— EXERCISE PROMPT —
Take the entries below and print, exactly, the stretch from the line containing "let rel = self.relations();" through the line containing "for link in", both included.

— DATA SECTION —
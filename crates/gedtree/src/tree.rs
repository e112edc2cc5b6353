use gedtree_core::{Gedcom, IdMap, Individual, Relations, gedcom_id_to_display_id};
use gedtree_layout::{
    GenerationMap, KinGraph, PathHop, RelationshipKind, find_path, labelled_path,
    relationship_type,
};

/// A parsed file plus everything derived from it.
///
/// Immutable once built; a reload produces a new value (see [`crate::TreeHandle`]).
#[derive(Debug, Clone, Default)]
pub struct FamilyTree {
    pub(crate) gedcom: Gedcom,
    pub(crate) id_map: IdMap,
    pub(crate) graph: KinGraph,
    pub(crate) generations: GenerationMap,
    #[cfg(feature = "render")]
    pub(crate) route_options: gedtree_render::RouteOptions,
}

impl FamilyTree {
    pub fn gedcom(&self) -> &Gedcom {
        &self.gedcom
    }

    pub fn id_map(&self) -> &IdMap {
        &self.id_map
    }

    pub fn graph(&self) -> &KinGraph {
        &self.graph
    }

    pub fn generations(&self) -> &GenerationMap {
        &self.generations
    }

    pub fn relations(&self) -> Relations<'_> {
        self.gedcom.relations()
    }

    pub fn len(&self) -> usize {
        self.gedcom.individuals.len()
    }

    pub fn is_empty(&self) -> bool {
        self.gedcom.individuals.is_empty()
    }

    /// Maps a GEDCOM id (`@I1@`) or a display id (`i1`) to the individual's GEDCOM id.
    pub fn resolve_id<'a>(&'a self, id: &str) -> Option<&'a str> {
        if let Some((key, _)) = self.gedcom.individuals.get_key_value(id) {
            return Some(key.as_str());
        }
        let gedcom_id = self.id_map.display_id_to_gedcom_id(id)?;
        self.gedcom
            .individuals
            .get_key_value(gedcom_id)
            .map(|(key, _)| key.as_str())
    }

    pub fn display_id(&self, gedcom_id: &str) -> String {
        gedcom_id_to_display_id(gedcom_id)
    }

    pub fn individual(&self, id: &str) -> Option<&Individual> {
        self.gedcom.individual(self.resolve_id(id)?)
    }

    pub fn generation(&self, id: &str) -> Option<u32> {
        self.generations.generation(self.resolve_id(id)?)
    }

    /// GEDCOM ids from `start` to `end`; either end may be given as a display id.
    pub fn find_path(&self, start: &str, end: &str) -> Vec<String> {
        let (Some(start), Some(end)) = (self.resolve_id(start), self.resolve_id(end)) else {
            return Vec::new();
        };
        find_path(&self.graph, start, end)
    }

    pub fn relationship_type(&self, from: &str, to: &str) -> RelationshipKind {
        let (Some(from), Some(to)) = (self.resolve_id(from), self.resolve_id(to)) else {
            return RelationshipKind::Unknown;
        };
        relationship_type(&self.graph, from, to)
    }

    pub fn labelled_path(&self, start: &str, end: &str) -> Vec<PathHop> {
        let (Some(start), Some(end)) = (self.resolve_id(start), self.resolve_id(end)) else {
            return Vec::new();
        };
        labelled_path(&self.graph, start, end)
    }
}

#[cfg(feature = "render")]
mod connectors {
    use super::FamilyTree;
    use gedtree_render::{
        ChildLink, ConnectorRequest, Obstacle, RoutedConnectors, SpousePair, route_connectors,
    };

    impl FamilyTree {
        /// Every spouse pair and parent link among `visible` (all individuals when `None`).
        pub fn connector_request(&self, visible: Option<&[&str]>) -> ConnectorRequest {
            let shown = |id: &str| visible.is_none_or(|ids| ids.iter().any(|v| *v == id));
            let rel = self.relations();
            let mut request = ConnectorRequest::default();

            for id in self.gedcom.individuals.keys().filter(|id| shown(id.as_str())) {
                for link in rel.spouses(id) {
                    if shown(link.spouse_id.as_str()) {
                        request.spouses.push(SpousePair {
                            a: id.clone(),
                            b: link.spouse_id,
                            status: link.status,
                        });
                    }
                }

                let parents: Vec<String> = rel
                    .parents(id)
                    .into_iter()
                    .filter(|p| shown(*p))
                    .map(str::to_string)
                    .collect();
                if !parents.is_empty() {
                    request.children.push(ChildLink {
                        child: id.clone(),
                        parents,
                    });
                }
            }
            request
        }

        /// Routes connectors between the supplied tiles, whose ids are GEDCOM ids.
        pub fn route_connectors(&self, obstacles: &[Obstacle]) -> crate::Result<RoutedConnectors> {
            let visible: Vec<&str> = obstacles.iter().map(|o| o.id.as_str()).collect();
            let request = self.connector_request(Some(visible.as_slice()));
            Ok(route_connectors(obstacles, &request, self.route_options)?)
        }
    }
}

— ANSWER SECTION —
            let rel = self.relations();
            let mut request = ConnectorRequest::default();

            for id in self.gedcom.individuals.keys().filter(|id| shown(id.as_str())) {
                for link in rel.spouses(id) {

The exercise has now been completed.